Pots are a good idea, I could get some small plastic ones from somewhere. I don't want to have loads and loads of it growing, just planted sparsely along the back kind of. I'll have to get creative so we'll see how it turns out.



bae said:


> If you, or anyone else, wants some of these julies, I'm open to offers or trades. I can't sex them. I can't even sex the pair! I need to thin out the herd.


great to hear! and very interesting. I might be interested but it's too early to tell now.



bae said:


> Julies like small crevices, especially vertical ones, and overhangs. Julies have an amusing habit of hanging around with their bellies against the sides or even the tops of caves. You might want to work in more of this habitat, perhaps behind or between the larger rocks. You can do quite a bit with pieces of flat rock.


I read about some of that behaviour, It's one of the reasons they caught my attention actually. Unfortunately I don't think my tank can handle anymore rock, I originally had more rock than in the pictures but I had to take some out. I really would have liked to have more rock believe me but the circumstances just won't allow for it so this is what I've got to work with. Also It's hard to tell from these pics but the rock formation has like an interlocking series of deep caves with tall walls and a nice roof so hopefully that can suffice. I'll take some pics of the caves next time, I think it would make a nice home for a pair of julies.



bae said:


> For background, you might consider getting a sheet of styrofoam and painting it a dark color. This will give a textured surface which looks 'deeper' than a smooth one. It will also provide some insulation to the back of the tank, especially helpful if the tank backs onto an outside wall. You can just tape it onto the back of the tank.





pat3612 said:


> The only problem with bristol board is if it gets any water on it it leaches through if you do not want to paint it I would just go to BAs or somewhere and get a black one cut that way you can wipe water off and it does not stain.
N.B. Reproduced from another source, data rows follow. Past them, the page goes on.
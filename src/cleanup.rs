//! Clean-up task bookkeeping for the merge workflow.
//!
//! Every destructive step of the merge registers a reversal action here
//! (abort the rebase, delete the temp branch, check the original branch
//! back out, ...). While the risk covered by an action is live, the action
//! is *scheduled* on a pending stack; once the risk has passed it is
//! retired. If a phase fails with tasks still pending, the stack is drained
//! top-down, so later actions are undone before earlier ones.
//!
//! The catalog of tasks is fixed at construction; only the pending stack
//! changes during a run. Callers must not schedule a task that is already
//! pending without unscheduling it first (the stack model assumes each
//! task appears at most once; this is a caller contract, not enforced).

use crate::error::Result;
use crate::style::Stylize;
use anstream::println;
use std::future::Future;
use std::pin::Pin;
use std::sync::{Arc, Mutex};
use tracing::{debug, warn};

/// Boxed future returned by a clean-up action.
pub type CleanupFuture = Pin<Box<dyn Future<Output = Result<()>> + Send + 'static>>;

/// A boxed reversal operation.
///
/// Actions covering steps that may legitimately have nothing to undo
/// (e.g. "abort rebase" when no rebase is in progress) should swallow
/// their own errors so a failing reversal never blocks the rest of the
/// drain.
pub type CleanupAction = Arc<dyn Fn() -> CleanupFuture + Send + Sync>;

/// Opaque handle to a registered clean-up task.
///
/// Only the registry that issued it can resolve it, which keeps task
/// identity unforgeable even when two tasks share a description.
#[derive(Debug, Clone, Copy, PartialEq, Eq)]
pub struct TaskId(usize);

struct CleanupTask {
    description: String,
    action: CleanupAction,
}

#[derive(Default)]
struct Inner {
    /// Fixed catalog, indexed by `TaskId`. Entries are never removed.
    tasks: Vec<CleanupTask>,
    /// LIFO stack of currently-pending task ids.
    pending: Vec<TaskId>,
}

/// Registry of named reversal actions plus the stack of pending ones.
///
/// The mutex is only held in synchronous sections (never across an await):
/// the tool is single-logical-threaded, but the futures still have to be
/// `Send` under the multi-threaded runtime.
#[derive(Default)]
pub struct CleanupRegistry {
    inner: Mutex<Inner>,
}

impl CleanupRegistry {
    /// Create an empty registry.
    pub fn new() -> Self {
        Self::default()
    }

    /// Add a task to the catalog and return its handle.
    ///
    /// Called once per task at orchestrator construction; never fails.
    pub fn register<F, Fut>(&self, description: impl Into<String>, action: F) -> TaskId
    where
        F: Fn() -> Fut + Send + Sync + 'static,
        Fut: Future<Output = Result<()>> + Send + 'static,
    {
        let mut inner = self.inner.lock().expect("cleanup registry poisoned");
        let id = TaskId(inner.tasks.len());
        inner.tasks.push(CleanupTask {
            description: description.into(),
            action: Arc::new(move || -> CleanupFuture { Box::pin(action()) }),
        });
        id
    }

    /// Push a task onto the pending stack.
    ///
    /// Pushes unconditionally; see the module docs for the
    /// no-double-scheduling caller contract.
    pub fn schedule(&self, id: TaskId) {
        let mut inner = self.inner.lock().expect("cleanup registry poisoned");
        debug!(task = %inner.tasks[id.0].description, "scheduling clean-up task");
        inner.pending.push(id);
    }

    /// Remove the most recent occurrence of a task from the pending stack.
    ///
    /// No-op when the task is not pending.
    pub fn unschedule(&self, id: TaskId) {
        let mut inner = self.inner.lock().expect("cleanup registry poisoned");
        if let Some(pos) = inner.pending.iter().rposition(|pending| *pending == id) {
            debug!(task = %inner.tasks[id.0].description, "retiring clean-up task");
            inner.pending.remove(pos);
        }
    }

    /// Whether any tasks are currently pending.
    pub fn has_pending(&self) -> bool {
        let inner = self.inner.lock().expect("cleanup registry poisoned");
        !inner.pending.is_empty()
    }

    /// Descriptions of the pending tasks, most recently scheduled first.
    pub fn pending_descriptions(&self) -> Vec<String> {
        let inner = self.inner.lock().expect("cleanup registry poisoned");
        inner
            .pending
            .iter()
            .rev()
            .map(|id| inner.tasks[id.0].description.clone())
            .collect()
    }

    /// Drain the pending stack in LIFO order.
    ///
    /// Each task's description is reported as it is popped. Unless
    /// `list_only`, the task's action is invoked and awaited before the
    /// next one is popped. A failing action is reported and the drain
    /// continues with the remaining tasks; the drain itself still
    /// returns `Ok`.
    pub async fn run_cleanup(&self, list_only: bool) -> Result<()> {
        loop {
            let Some((description, action)) = self.pop() else {
                return Ok(());
            };

            println!("  - {}", description.accent());
            if list_only {
                continue;
            }

            if let Err(err) = action().await {
                warn!(task = %description, error = %err, "clean-up task failed");
                println!(
                    "    {}",
                    format!("(failed: {err} - needs manual attention)").warn()
                );
            }
        }
    }

    /// Schedule `id` for the duration of `work`.
    ///
    /// The task is unscheduled again when `work` settles, on both the
    /// success and failure path, and `work`'s outcome is passed through.
    pub async fn with_task<T, Fut>(&self, id: TaskId, work: Fut) -> Result<T>
    where
        Fut: Future<Output = Result<T>>,
    {
        self.schedule(id);
        let result = work.await;
        self.unschedule(id);
        result
    }

    fn pop(&self) -> Option<(String, CleanupAction)> {
        let mut inner = self.inner.lock().expect("cleanup registry poisoned");
        let id = inner.pending.pop()?;
        let task = &inner.tasks[id.0];
        Some((task.description.clone(), Arc::clone(&task.action)))
    }
}

#[cfg(test)]
mod tests {
    use super::*;
    use crate::error::Error;

    /// Registry plus a log of which actions ran, in order.
    fn recording_registry() -> (CleanupRegistry, Arc<Mutex<Vec<&'static str>>>) {
        (CleanupRegistry::new(), Arc::new(Mutex::new(Vec::new())))
    }

    fn register_recording(
        registry: &CleanupRegistry,
        log: &Arc<Mutex<Vec<&'static str>>>,
        name: &'static str,
    ) -> TaskId {
        let log = Arc::clone(log);
        registry.register(name, move || {
            let log = Arc::clone(&log);
            async move {
                log.lock().unwrap().push(name);
                Ok(())
            }
        })
    }

    #[tokio::test]
    async fn test_cleanup_runs_in_lifo_order() {
        let (registry, log) = recording_registry();
        let a = register_recording(&registry, &log, "a");
        let b = register_recording(&registry, &log, "b");
        let c = register_recording(&registry, &log, "c");

        registry.schedule(a);
        registry.schedule(b);
        registry.schedule(c);
        registry.run_cleanup(false).await.unwrap();

        assert_eq!(*log.lock().unwrap(), vec!["c", "b", "a"]);
        assert!(!registry.has_pending());
    }

    #[tokio::test]
    async fn test_cleanup_order_independent_of_registration_order() {
        let (registry, log) = recording_registry();
        let a = register_recording(&registry, &log, "a");
        let b = register_recording(&registry, &log, "b");

        // Schedule in the opposite order from registration
        registry.schedule(b);
        registry.schedule(a);
        registry.run_cleanup(false).await.unwrap();

        assert_eq!(*log.lock().unwrap(), vec!["a", "b"]);
    }

    #[tokio::test]
    async fn test_list_only_drains_without_running_actions() {
        let (registry, log) = recording_registry();
        let a = register_recording(&registry, &log, "a");

        registry.schedule(a);
        registry.run_cleanup(true).await.unwrap();

        assert!(log.lock().unwrap().is_empty());
        assert!(!registry.has_pending());
    }

    #[tokio::test]
    async fn test_drain_continues_past_failing_action() {
        let (registry, log) = recording_registry();
        let ok_task = register_recording(&registry, &log, "ok");
        let failing = registry.register("failing", || async {
            Err(Error::Internal("boom".to_string()))
        });

        // `failing` is on top, so it runs (and fails) first
        registry.schedule(ok_task);
        registry.schedule(failing);
        registry.run_cleanup(false).await.unwrap();

        assert_eq!(*log.lock().unwrap(), vec!["ok"]);
        assert!(!registry.has_pending());
    }

    #[tokio::test]
    async fn test_unschedule_removes_most_recent_occurrence() {
        let (registry, log) = recording_registry();
        let a = register_recording(&registry, &log, "a");
        let b = register_recording(&registry, &log, "b");

        registry.schedule(a);
        registry.schedule(b);
        registry.unschedule(b);
        registry.run_cleanup(false).await.unwrap();

        assert_eq!(*log.lock().unwrap(), vec!["a"]);
    }

    #[tokio::test]
    async fn test_unschedule_is_noop_when_absent() {
        let (registry, log) = recording_registry();
        let a = register_recording(&registry, &log, "a");
        let b = register_recording(&registry, &log, "b");

        registry.schedule(a);
        // b was never scheduled
        registry.unschedule(b);

        assert!(registry.has_pending());
        registry.run_cleanup(false).await.unwrap();
        assert_eq!(*log.lock().unwrap(), vec!["a"]);
    }

    #[tokio::test]
    async fn test_with_task_unschedules_on_success() {
        let (registry, log) = recording_registry();
        let a = register_recording(&registry, &log, "a");

        let value = registry.with_task(a, async { Ok(42) }).await.unwrap();

        assert_eq!(value, 42);
        assert!(!registry.has_pending());
    }

    #[tokio::test]
    async fn test_with_task_unschedules_on_failure() {
        let (registry, log) = recording_registry();
        let a = register_recording(&registry, &log, "a");

        let result: Result<()> = registry
            .with_task(a, async { Err(Error::Internal("boom".to_string())) })
            .await;

        assert!(matches!(result, Err(Error::Internal(_))));
        assert!(!registry.has_pending());
    }

    #[tokio::test]
    async fn test_with_task_is_pending_while_work_runs() {
        let (registry, log) = recording_registry();
        let _ = log;
        let registry = Arc::new(registry);
        let a = registry.register("a", || async { Ok(()) });

        let inner = Arc::clone(&registry);
        registry
            .with_task(a, async move {
                assert!(inner.has_pending());
                Ok(())
            })
            .await
            .unwrap();

        assert!(!registry.has_pending());
    }

    #[test]
    fn test_pending_descriptions_most_recent_first() {
        let registry = CleanupRegistry::new();
        let a = registry.register("undo a", || async { Ok(()) });
        let b = registry.register("undo b", || async { Ok(()) });

        registry.schedule(a);
        registry.schedule(b);

        assert_eq!(registry.pending_descriptions(), vec!["undo b", "undo a"]);
    }

    #[test]
    fn test_duplicate_descriptions_stay_distinct() {
        let registry = CleanupRegistry::new();
        let a = registry.register("same", || async { Ok(()) });
        let b = registry.register("same", || async { Ok(()) });

        assert_ne!(a, b);
        registry.schedule(a);
        assert!(registry.has_pending());
        registry.unschedule(b);
        // b was never scheduled, so a must still be pending
        assert!(registry.has_pending());
    }
}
You're right I never considered that the bristol board might get wet lol. I'm not sure I could paint the back of my tank tho, especially at this stage in the game. It's an option and no doubt would look awesome but it would kind of be my last resort. A sheet of styrofoam is another really good idea, I could probably do some pretty cool things with it too. I could paint just like a dark blue or maybe texturize it with a knife to make it look rocky and paint it a dark grey or something. I'll have to give it some thought I suppose, great suggestions guys.


----------



## Darkside

Don't worry! There is no way that any amount of Altos will stop a colony of multies from expanding! Contrary to some of the other lamprologine shelldwellers, multies are fantastic parents with females in adjacent cells helping to care for the brood. Similis do this as well, but aren't as prolific and they don't dig as much. Occies and the other shellies are pretty negligent when it comes to protecting the brood, but N. caudopunctatus usually make pretty decent parents. If you want a black background, there is black Styrofoam (I think its some sort of presentation board) available at staples. I use it as a background on my tanks and so far so good. It seems to be fairly water resistant. I just cut it with a drywall knife and taped it to the back.


----------



## Twiggles

lol okay good, so does that mean I _do_ have a choice between Julies and Altos? And I think I may be a bit confused, I thought compressiceps was smaller than calvus?  I'd be happy with either one of course, although I do think Julies might be more appropriate for my tank. And that's good news about the styrafoam stuff, I have a staples just down the block from me lol. I think I'll take that route when I decide to address my background.


----------



## Darkside

You do have a choice between the julies and the calvus. Comps are a little larger than calvus, I've seen some large comps topping out at about 7" in length. Most calvus are about 5" TL. If you carefully aquascape your tank with the shell bed between two rock piles you'll be able to maintain all three species. Again, you could probably use more rock in your aquarium just because the tank is so tall. Without rocks closer to the surface you'll have a lot of unused water as these fish usually stick pretty close the the rocks/substrate. I'll post a pic of my Tropheus setup for comparison.


----------



## Twiggles

Thanks for clarifying about comps and calvus, I had it mixed around. And the thing is I really don't think my tank can handle anymore rock. When I added the origonal amount of rock I wanted to put in there the dresser was bowing. Probably because I had all the rocks on the left side which took up most of the room and the dresser is stronger on the right than on the left - hence that's why I had to go with less rock which would be placed on the right. I was hoping that cyps would fill up the open swimming area but since it sounds like they won't work I'd like to know if paracyps share similar behavior. That way the calvus or julies have the rock pile on the right, the shellies have their shell bed which will be on the left of course, and the val could provide extra cover which hopefully the paracyps will take advantage of. Will they tend to school in the open waters and/or explore the rocky area?


----------



## Darkside

Twiggles said:


> Thanks for clarifying about comps and calvus, I had it mixed around. And the thing is I really don't think my tank can handle anymore rock. When I added the origonal amount of rock I wanted to put in there the dresser was bowing. Probably because I had all the rocks on the left side which took up most of the room and the dresser is stronger on the right than on the left - hence that's why I had to go with less rock which would be placed on the right. I was hoping that cyps would fill up the open swimming area but since it sounds like they won't work I'd like to know if paracyps share similar behavior. That way the calvus or julies have the rock pile on the right, the shellies have their shell bed which will be on the left of course, and the val could provide extra cover which hopefully the paracyps will take advantage of. Will they tend to school in the open waters and/or explore the rocky area?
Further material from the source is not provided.